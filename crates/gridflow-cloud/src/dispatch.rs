//! Step dispatch
//!
//! Resolves a named step or bootstrap template against caller-supplied
//! parameters and hands the resolved document to the provider. No state of
//! its own.

use crate::error::Result;
use crate::provider::{ClusterId, ClusterProvider};
use gridflow_core::{Node, TemplateRegistry};
use std::sync::Arc;
use tracing::info;

pub struct StepDispatcher {
    provider: Arc<dyn ClusterProvider>,
    steps: TemplateRegistry,
    bootstraps: TemplateRegistry,
}

impl StepDispatcher {
    pub fn new(
        provider: Arc<dyn ClusterProvider>,
        steps: TemplateRegistry,
        bootstraps: TemplateRegistry,
    ) -> Self {
        Self {
            provider,
            steps,
            bootstraps,
        }
    }

    pub fn step_names(&self) -> Vec<&str> {
        self.steps.names()
    }

    pub fn bootstrap_names(&self) -> Vec<&str> {
        self.bootstraps.names()
    }

    /// Resolve a step template and submit it to a running cluster.
    pub async fn submit_step(
        &self,
        cluster_id: &ClusterId,
        template: &str,
        raw_params: &[String],
    ) -> Result<String> {
        let doc = self.steps.get(template, raw_params)?;
        let step_id = self
            .provider
            .submit_step(cluster_id, &doc.to_json()?)
            .await?;
        info!(cluster_id = %cluster_id, step_id = %step_id, template, "Added step");
        Ok(step_id)
    }

    /// Resolve a step template without submitting it.
    pub fn render_step(&self, template: &str, raw_params: &[String]) -> Result<Node> {
        Ok(self.steps.get(template, raw_params)?)
    }

    /// Resolve a bootstrap template, for inclusion in a cluster document's
    /// bootstrap-actions list or for inspection.
    pub fn render_bootstrap(&self, template: &str, raw_params: &[String]) -> Result<Node> {
        Ok(self.bootstraps.get(template, raw_params)?)
    }
}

* BRIEF: Search the data for "provider". Copy each line that has it.

* ANSWER BOX:
//! parameters and hands the resolved document to the provider. No state of
use crate::provider::{ClusterId, ClusterProvider};
    provider: Arc<dyn ClusterProvider>,
        provider: Arc<dyn ClusterProvider>,
            provider,
            .provider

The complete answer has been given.